That's... not really true? I mean, it's true in the sense that everyone "knows" that when you say American, you mean "someone from the US". But that doesn't mean it doesn't bother people from other countries in the Americas. And even if they speak e.g. Spanish, they will tend to also speak English, so it's not like they aren't exposed to this concept.
Doesn't negate the point of how some people feel about this.
I think some people's Spanish has adopted this habit, saying e.g. "los pueblos de las Américas" or "las culturas de las Américas" more than "los pueblos americanos" or "las culturas americanas", but I don't have a broad enough exposure to Spanish to understand its prevalence and connotations clearly. (Maybe it's most common in the U.S. due to influence from English?)
Central America: Belize, Costa Rica, El Salvador, Guatemala, Honduras, Nicaragua, and Panama
North America: US, Canada, Mexico
i.e. The Americas
I postulate that most Americans aren’t trying to claim all of the Western Hemisphere, it’s just what’s currently being used.

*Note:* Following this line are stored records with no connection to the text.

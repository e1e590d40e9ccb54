use std::path::PathBuf;
use thiserror::Error;

#[derive(Error, Debug)]
pub enum PrepError {
    #[error("HTTP client error: {0}")]
    Http(#[from] reqwest::Error),

    #[error("JSON serialization failed: {0}")]
    Json(#[from] serde_json::Error),

    #[error("CSV read failed: {0}")]
    Csv(#[from] csv::Error),

    #[error("TOML deserialization failed: {0}")]
    Toml(#[from] toml::de::Error),

    #[error("I/O error: {0}")]
    Io(#[from] std::io::Error),

    #[error("Configuration error: {0}")]
    Config(String),

    /// A record points at side-lookup data that does not exist.
    #[error("Missing {kind} for id {id}")]
    MissingReference { kind: &'static str, id: u32 },

    /// A row passed the importer but does not fit the source schema.
    #[error("Row {row_id}: column {column} ({field}) {problem}")]
    Schema {
        row_id: String,
        column: usize,
        field: &'static str,
        problem: String,
    },

    #[error("Fetching {url} failed: {message}")]
    Fetch { url: String, message: String },

    #[error("Failed to read {path}: {source}")]
    Read {
        path: PathBuf,
        #[source]
        source: std::io::Error,
    },

    #[error("Minifying {file} failed: {reason}")]
    Minify { file: String, reason: String },
}

pub type Result<T> = std::result::Result<T, PrepError>;
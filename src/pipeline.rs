use crate::assets::IconFetcher;
use crate::error::Result;
use crate::types::{IconRecord, RecordOutcome, RunSummary};
use crate::writer::write_json;
use indexmap::IndexMap;
use serde::Serialize;
use std::path::Path;
use tracing::{debug, error, info, instrument};

pub struct Pipeline;

impl Pipeline {
    /// Transform every input item, resolve icons for the records that come
    /// out, and write the keyed result to `output`.
    ///
    /// Skipped records are counted and dropped. The first fatal outcome (or
    /// input, fetch or write error) aborts the run before anything is written;
    /// icons fetched up to that point stay in the cache.
    #[instrument(skip_all, fields(job = %job))]
    pub async fn run_records<T, R, I, F>(
        job: &str,
        items: I,
        mut transform: F,
        fetcher: &IconFetcher,
        output: &Path,
    ) -> Result<RunSummary>
    where
        I: IntoIterator<Item = Result<T>>,
        F: FnMut(&T) -> RecordOutcome<R>,
        R: IconRecord + Serialize,
    {
        let mut summary = RunSummary::start(job);
        info!("Starting {} run", job);

        match Self::collect(items, &mut transform, fetcher, &mut summary).await {
            Ok(records) => {
                write_json(output, &records)?;
                summary.finish(output);
                info!(
                    "Wrote {} records to {} ({} skipped, {} icons fetched, {} cached, {} failed)",
                    summary.written,
                    output.display(),
                    summary.skipped,
                    summary.icons_fetched,
                    summary.icons_cached,
                    summary.icon_failures
                );
                Ok(summary)
            }
            Err(e) => {
                summary.abort();
                error!(
                    "{} run aborted after {} rows: {}",
                    job, summary.rows_read, e
                );
                Err(e)
            }
        }
    }

    async fn collect<T, R, I, F>(
        items: I,
        transform: &mut F,
        fetcher: &IconFetcher,
        summary: &mut RunSummary,
    ) -> Result<IndexMap<u32, R>>
    where
        I: IntoIterator<Item = Result<T>>,
        F: FnMut(&T) -> RecordOutcome<R>,
        R: IconRecord + Serialize,
    {
        fetcher.prepare()?;
        let mut records = IndexMap::new();

        for item in items {
            let item = item?;
            summary.rows_read += 1;

            match transform(&item) {
                RecordOutcome::Success(mut record) => {
                    let outcome = fetcher.ensure(record.icon_id(), record.icon_name()).await?;
                    summary.record_icon(&outcome);
                    let icon = outcome
                        .is_available()
                        .then(|| fetcher.public_path(record.icon_name()));
                    record.set_icon(icon);
                    records.insert(record.id(), record);
                    summary.written += 1;
                }
                RecordOutcome::Skipped(reason) => {
                    debug!("Skipping record {}: {}", summary.rows_read, reason);
                    summary.skipped += 1;
                }
                RecordOutcome::Fatal(e) => return Err(e),
            }
        }

        Ok(records)
    }
}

I don't necessarily doubt it; but it's kinda hilarious.
Like if a friend said "I'm a lot like you" and you say "you can't be, I'm an arrogant asshole".
There is ambiguity to me, because I consider myself as American as the US does. What does America mean to the US? It usually means things like the beauty that Luis Miguel sings about,
new opportunities for immigrants, such as for Salma Hayek's or Shakira's ancestors, and freedom, such as when Morelos wrote "prohibit slavery forever, as the distinction of caste, being all equal and only vice and virtue distinguish an American from the other."

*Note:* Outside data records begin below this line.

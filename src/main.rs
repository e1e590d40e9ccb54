use anyhow::{Context, Result};
use clap::{Parser, Subcommand};
use std::path::PathBuf;
use std::sync::Arc;
use tracing::{error, info, Instrument};

use xivprep::app::ports::HttpClientPort;
use xivprep::config::Config;
use xivprep::constants;
use xivprep::error::PrepError;
use xivprep::infra::http_client::ReqwestHttp;
use xivprep::logging;
use xivprep::sources::{actions, catalog, statuses};
use xivprep::triggers;
use xivprep::types::RunSummary;

#[derive(Parser)]
#[command(name = "xivprep")]
#[command(about = "Prepares action, status effect and trigger data for the web front-end")]
#[command(version)]
struct Cli {
    /// TOML file overriding the built-in paths, URLs and column positions
    #[arg(long, global = true)]
    config: Option<PathBuf>,

    #[command(subcommand)]
    command: Commands,
}

#[derive(Subcommand)]
enum Commands {
    /// Build actions.json from the action and description exports
    Actions,
    /// Build status_effects.json from the status export
    Statuses,
    /// Minify trigger scripts into one bundle
    Triggers,
    /// Download the full action catalog and its icons
    Pull,
    /// Split the pulled catalog into per-action files and a compact index
    Recompile,
    /// Run actions, statuses and triggers in sequence
    All,
}

fn print_summary(summary: &RunSummary) {
    println!("\n📊 Results for {}:", summary.job);
    println!("   Started: {}", summary.started_at.format("%Y-%m-%d %H:%M:%S UTC"));
    println!("   Rows read: {}", summary.rows_read);
    println!("   Written: {}", summary.written);
    println!("   Skipped: {}", summary.skipped);
    println!(
        "   Icons: {} fetched, {} cached, {} failed, {} missing",
        summary.icons_fetched, summary.icons_cached, summary.icon_failures, summary.icons_missing
    );
    println!("   Took: {:.2}s", summary.elapsed.as_secs_f64());
    println!("   Output file: {}", summary.output_file);
}

async fn run_job(name: &str, config: &Config, http: Arc<dyn HttpClientPort>) -> Result<RunSummary> {
    let result = async {
        info!("Starting job");
        match name {
            constants::ACTIONS_JOB => actions::run(config, http).await,
            constants::STATUSES_JOB => statuses::run(config, http).await,
            constants::TRIGGERS_JOB => triggers::run(&config.triggers),
            constants::CATALOG_PULL_JOB => catalog::pull(config, http).await,
            constants::CATALOG_RECOMPILE_JOB => catalog::recompile(config),
            other => Err(PrepError::Config(format!("unknown job {}", other))),
        }
    }
    .instrument(tracing::info_span!("job", job = %name))
    .await;

    result.with_context(|| format!("{} job failed", name))
}

#[tokio::main(flavor = "current_thread")]
async fn main() -> Result<()> {
    let _log_guard = logging::init_logging();

    let cli = Cli::parse();
    let config = Config::load(cli.config.as_deref()).context("Failed to load configuration")?;
    let http: Arc<dyn HttpClientPort> =
        Arc::new(ReqwestHttp::new().context("Failed to build HTTP client")?);

    let jobs: &[&str] = match cli.command {
        Commands::Actions => &[constants::ACTIONS_JOB],
        Commands::Statuses => &[constants::STATUSES_JOB],
        Commands::Triggers => &[constants::TRIGGERS_JOB],
        Commands::Pull => &[constants::CATALOG_PULL_JOB],
        Commands::Recompile => &[constants::CATALOG_RECOMPILE_JOB],
        Commands::All => &[
            constants::ACTIONS_JOB,
            constants::STATUSES_JOB,
            constants::TRIGGERS_JOB,
        ],
    };

    for job in jobs {
        match run_job(job, &config, http.clone()).await {
            Ok(summary) => print_summary(&summary),
            Err(e) => {
                error!("{:#}", e);
                println!("❌ {:#}", e);
                return Err(e);
            }
        }
    }

    println!("✅ Done");
    Ok(())
}
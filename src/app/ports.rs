use async_trait::async_trait;
use std::io::Write;

#[async_trait]
pub trait HttpClientPort: Send + Sync {
    /// Buffered GET, for small documents such as API listings.
    async fn get(&self, url: &str) -> Result<HttpGetResult, String>;

    /// GET that streams the body into `sink` as it arrives.
    ///
    /// Returns the response status. The body is only written when the status
    /// is 200; any other status leaves `sink` untouched.
    async fn download(&self, url: &str, sink: &mut (dyn Write + Send)) -> Result<u16, String>;
}

#[derive(Clone, Debug)]
pub struct HttpGetResult {
    pub status: u16,
    pub bytes: Vec<u8>,
    pub content_type: String,
}
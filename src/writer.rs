use crate::error::Result;
use serde::Serialize;
use std::fs::{self, File};
use std::io::{BufWriter, Write};
use std::path::Path;
use tracing::debug;

/// Serialize `value` as one compact JSON document at `path`, replacing
/// whatever was there. Parent directories are created as needed.
pub fn write_json<T: Serialize + ?Sized>(path: &Path, value: &T) -> Result<()> {
    if let Some(parent) = path.parent().filter(|p| !p.as_os_str().is_empty()) {
        fs::create_dir_all(parent)?;
    }

    let mut writer = BufWriter::new(File::create(path)?);
    serde_json::to_writer(&mut writer, value)?;
    writer.flush()?;

    debug!("Wrote {}", path.display());
    Ok(())
}
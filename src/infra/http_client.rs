use crate::app::ports::{HttpClientPort, HttpGetResult};
use crate::error::Result;
use async_trait::async_trait;
use reqwest::header::CONTENT_TYPE;
use std::io::Write;

pub struct ReqwestHttp {
    client: reqwest::Client,
}

impl ReqwestHttp {
    pub fn new() -> Result<Self> {
        let client = reqwest::Client::builder()
            .user_agent(concat!("xivprep/", env!("CARGO_PKG_VERSION")))
            .build()?;
        Ok(Self { client })
    }
}

#[async_trait]
impl HttpClientPort for ReqwestHttp {
    async fn get(&self, url: &str) -> std::result::Result<HttpGetResult, String> {
        let resp = self.client.get(url).send().await.map_err(|e| e.to_string())?;
        let status = resp.status().as_u16();
        let content_type = resp
            .headers()
            .get(CONTENT_TYPE)
            .and_then(|v| v.to_str().ok())
            .unwrap_or("application/octet-stream")
            .to_string();
        let bytes = resp.bytes().await.map_err(|e| e.to_string())?.to_vec();
        Ok(HttpGetResult { status, bytes, content_type })
    }

    async fn download(&self, url: &str, sink: &mut (dyn Write + Send)) -> std::result::Result<u16, String> {
        let mut resp = self.client.get(url).send().await.map_err(|e| e.to_string())?;
        let status = resp.status().as_u16();
        if status != 200 {
            return Ok(status);
        }
        while let Some(chunk) = resp.chunk().await.map_err(|e| e.to_string())? {
            sink.write_all(&chunk).map_err(|e| e.to_string())?;
        }
        Ok(status)
    }
}

#[cfg(test)]
mod tests {
    use super::*;
    use crate::error::PrepError;

    #[test]
    fn test_client_builds() {
        assert!(ReqwestHttp::new().is_ok());
    }

    #[test]
    fn test_reqwest_errors_convert() {
        let err = reqwest::Client::new()
            .get("not a url")
            .build()
            .unwrap_err();
        let err: PrepError = err.into();
        assert!(matches!(err, PrepError::Http(_)));
        assert!(err.to_string().starts_with("HTTP client error"));
    }
}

The good associations that the US has with "America" are also associations that the rest of the continent has with the term too. Thus, I want to share the broader term. I and all Mexicans are American first like the US, and more specifically Latin American. A Latin American is a kind of American, not something completely different.
I use the term American more broadly to point out our shared affiliation, not to exclude the US. But to someone who wants a shared term all to themselves, asking them to share feels like exclusion to them.

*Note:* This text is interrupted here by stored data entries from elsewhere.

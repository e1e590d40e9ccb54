//! Tabular input: CSV exports whose columns carry meaning only by position.

use crate::error::{PrepError, Result};
use std::fs::File;
use std::io::Read;
use std::path::{Path, PathBuf};
use std::str::FromStr;

/// One row of a tabular export.
#[derive(Debug, Clone, PartialEq, Eq)]
pub struct RawRow(Vec<String>);

impl RawRow {
    pub fn new<S: Into<String>>(fields: impl IntoIterator<Item = S>) -> Self {
        Self(fields.into_iter().map(Into::into).collect())
    }

    pub fn len(&self) -> usize {
        self.0.len()
    }

    pub fn is_empty(&self) -> bool {
        self.0.is_empty()
    }

    /// First field, used to identify the row in error messages.
    pub fn key(&self) -> &str {
        self.0.first().map(String::as_str).unwrap_or("")
    }

    /// Data rows start with a numeric id and have at least one more field.
    /// Everything else is a header, a type row or noise.
    pub fn is_record(&self) -> bool {
        let first = self.key();
        self.len() >= 2 && !first.is_empty() && first.chars().all(|c| c.is_ascii_digit())
    }

    pub fn text(&self, column: usize, field: &'static str) -> Result<&str> {
        self.0
            .get(column)
            .map(String::as_str)
            .ok_or_else(|| self.schema_error(column, field, format!("is missing ({} fields)", self.len())))
    }

    pub fn number<T: FromStr>(&self, column: usize, field: &'static str) -> Result<T> {
        let raw = self.text(column, field)?;
        raw.trim()
            .parse()
            .map_err(|_| self.schema_error(column, field, format!("is not an integer: {:?}", raw)))
    }

    /// Exact string equality against the truthy literal.
    pub fn flag(&self, column: usize, field: &'static str, truthy: &str) -> Result<bool> {
        Ok(self.text(column, field)? == truthy)
    }

    fn schema_error(&self, column: usize, field: &'static str, problem: String) -> PrepError {
        PrepError::Schema {
            row_id: self.key().to_string(),
            column,
            field,
            problem,
        }
    }
}

impl From<&csv::StringRecord> for RawRow {
    fn from(record: &csv::StringRecord) -> Self {
        RawRow::new(record.iter())
    }
}

/// Read rows lazily from any CSV stream.
///
/// `skip_leading` rows are dropped unconditionally; after that only rows that
/// pass [`RawRow::is_record`] are yielded. Decoding errors are returned as
/// items and end the run.
pub fn read_rows<R: Read>(reader: R, skip_leading: usize) -> impl Iterator<Item = Result<RawRow>> {
    csv::ReaderBuilder::new()
        .has_headers(false)
        .flexible(true)
        .from_reader(reader)
        .into_records()
        .skip(skip_leading)
        .filter_map(|record| match record {
            Ok(record) => {
                let row = RawRow::from(&record);
                row.is_record().then_some(Ok(row))
            }
            Err(e) => Some(Err(PrepError::from(e))),
        })
}

#[derive(Debug, Clone)]
pub struct TabularImporter {
    path: PathBuf,
    skip_leading: usize,
}

impl TabularImporter {
    pub fn new(path: impl AsRef<Path>) -> Self {
        Self {
            path: path.as_ref().to_path_buf(),
            skip_leading: 0,
        }
    }

    pub fn skip_leading(mut self, rows: usize) -> Self {
        self.skip_leading = rows;
        self
    }

    pub fn rows(&self) -> Result<impl Iterator<Item = Result<RawRow>>> {
        let file = File::open(&self.path).map_err(|source| PrepError::Read {
            path: self.path.clone(),
            source,
        })?;
        Ok(read_rows(file, self.skip_leading))
    }
}
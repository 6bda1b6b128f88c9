pub mod model;

use crate::reporter::model::Report;
use std::fs::{create_dir_all, File};
use std::io;
use std::path::Path;

/// Writes the report document as pretty JSON, creating parent directories on
/// demand. The shape of the document is the presentation contract; the
/// numbers all come from the runner's aggregates.
pub fn save_into_file(report: &Report, path: &Path) -> Result<(), io::Error> {
    if let Some(parent) = path.parent() {
        if !parent.as_os_str().is_empty() {
            create_dir_all(parent)?;
        }
    }
    let file = File::create(path)?;
    serde_json::to_writer_pretty(file, report).map_err(io::Error::from)
}

#[cfg(test)]
mod tests {
    use super::*;
    use crate::app::case::TestCase;
    use crate::app::outcome::Verdict;
    use crate::app::registry::SectionRegistry;
    use crate::app::runner::TestRunner;

    #[test]
    fn test_report_round_trips_through_file() {
        let mut registry = SectionRegistry::new();
        registry
            .register("basic", "Basic", "", true, None)
            .unwrap();
        registry
            .add_cases(
                "basic",
                vec![
                    TestCase::new("passes", Verdict::pass),
                    TestCase::new("fails", || Verdict::fail("boom")),
                ],
            )
            .unwrap();
        let mut runner = TestRunner::new();
        runner.run_all(&registry);

        let report = Report::from_results("smoke", runner.results()).unwrap();
        let dir = tempfile::tempdir().unwrap();
        let path = dir.path().join("reports/run.json");
        save_into_file(&report, &path).unwrap();

        let written: serde_json::Value =
            serde_json::from_reader(File::open(&path).unwrap()).unwrap();
        assert_eq!(written["name"], "smoke");
        assert_eq!(written["summary"]["total"], 2);
        assert_eq!(written["summary"]["passed"], 1);
        assert_eq!(written["summary"]["failed"], 1);
        assert_eq!(written["summary"]["successRate"], 50.0);
        assert_eq!(written["outcomes"].as_array().unwrap().len(), 2);
        assert_eq!(written["outcomes"][1]["message"], "boom");
    }
}
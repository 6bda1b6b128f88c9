pub(crate) mod command_line;
pub(crate) mod constants;
pub(crate) mod deserialize;
pub(crate) mod manifest;
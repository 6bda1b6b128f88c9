pub mod cargo_env {
    pub const CARGO_PKG_NAME: &'static str = env!("CARGO_PKG_NAME");
}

Of course she was getting pigeon-holed by Harvey Weinstein and the Hollywood machine who were trying to limit her opportunity to take on roles that didn't rely solely on her beauty and ethnic background.
It is still a country of some opportunity but much of that opportunity comes from fighting against the existing power structures.
Also, are Greeks "Western"? Are Italians? Croations? Austrians? What is "Western"? As a child it was confusing to me that those east of the Bering Sea are westerners and those west of the Bering Sea are eastern.
To be very USian, I was also puzzled as a child why Ohio was midwestern. It seems mideastern to me. I would call Utah midwestern.
Well, they have the right to do so when talking among themselves. When talking within an international audience, good manners suggest sticking to definitions that are internationally agreed upon.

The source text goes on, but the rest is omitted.